What is wanted is every record, duplicated word for word.
── PROVIDED DATA
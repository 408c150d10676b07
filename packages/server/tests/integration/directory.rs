use serde_json::json;

use crate::common::{TestApp, routes};

#[tokio::test]
async fn student_numbers_are_unique() {
    let app = TestApp::spawn().await;
    app.create_student("2024040001").await;

    let res = app
        .post(
            routes::STUDENTS,
            &json!({
                "name": "Second Claimant",
                "student_no": "2024040001",
                "school": "School of Arts",
            }),
        )
        .await;
    assert_eq!(res.status, 409, "{}", res.text);
    assert_eq!(res.code(), "CONFLICT");
}

#[tokio::test]
async fn blank_fields_are_refused() {
    let app = TestApp::spawn().await;

    let res = app
        .post(
            routes::STUDENTS,
            &json!({"name": "  ", "student_no": "X1", "school": "S"}),
        )
        .await;
    assert_eq!(res.status, 400);
    assert_eq!(res.code(), "VALIDATION_ERROR");

    let res = app
        .post(
            routes::EXPERTS,
            &json!({"name": "Prof. Blank", "title": "", "organization": "Org"}),
        )
        .await;
    assert_eq!(res.status, 400);
}

#[tokio::test]
async fn directories_list_by_name() {
    let app = TestApp::spawn().await;
    app.create_student("B-2024").await;
    app.create_student("A-2024").await;
    app.create_expert("Prof. Zhou").await;
    app.create_expert("Prof. Alvarez").await;

    let res = app.get(routes::STUDENTS).await;
    assert_eq!(res.status, 200, "{}", res.text);
    let names: Vec<&str> = res
        .body
        .as_array()
        .unwrap()
        .iter()
        .map(|s| s["name"].as_str().unwrap())
        .collect();
    assert_eq!(names, ["Student A-2024", "Student B-2024"]);

    let res = app.get(routes::EXPERTS).await;
    let names: Vec<&str> = res
        .body
        .as_array()
        .unwrap()
        .iter()
        .map(|s| s["name"].as_str().unwrap())
        .collect();
    assert_eq!(names, ["Prof. Alvarez", "Prof. Zhou"]);
}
────
**RESPONSE TO THE EXERCISE**
repository 408c150d10676b07
filename packages/server/tests/integration/directory.rs
use serde_json::json;

use crate::common::{TestApp, routes};

#[tokio::test]
async fn student_numbers_are_unique() {
    let app = TestApp::spawn().await;
    app.create_student("2024040001").await;

    let res = app
        .post(
            routes::STUDENTS,
            &json!({
                "name": "Second Claimant",
                "student_no": "2024040001",
                "school": "School of Arts",
            }),
        )
        .await;
    assert_eq!(res.status, 409, "{}", res.text);
    assert_eq!(res.code(), "CONFLICT");
}

#[tokio::test]
async fn blank_fields_are_refused() {
    let app = TestApp::spawn().await;

    let res = app
        .post(
            routes::STUDENTS,
            &json!({"name": "  ", "student_no": "X1", "school": "S"}),
        )
        .await;
    assert_eq!(res.status, 400);
    assert_eq!(res.code(), "VALIDATION_ERROR");

    let res = app
        .post(
            routes::EXPERTS,
            &json!({"name": "Prof. Blank", "title": "", "organization": "Org"}),
        )
        .await;
    assert_eq!(res.status, 400);
}

#[tokio::test]
async fn directories_list_by_name() {
    let app = TestApp::spawn().await;
    app.create_student("B-2024").await;
    app.create_student("A-2024").await;
    app.create_expert("Prof. Zhou").await;
    app.create_expert("Prof. Alvarez").await;

    let res = app.get(routes::STUDENTS).await;
    assert_eq!(res.status, 200, "{}", res.text);
    let names: Vec<&str> = res
        .body
        .as_array()
        .unwrap()
        .iter()
        .map(|s| s["name"].as_str().unwrap())
        .collect();
    assert_eq!(names, ["Student A-2024", "Student B-2024"]);

    let res = app.get(routes::EXPERTS).await;
    let names: Vec<&str> = res
        .body
        .as_array()
        .unwrap()
        .iter()
        .map(|s| s["name"].as_str().unwrap())
        .collect();
    assert_eq!(names, ["Prof. Alvarez", "Prof. Zhou"]);
}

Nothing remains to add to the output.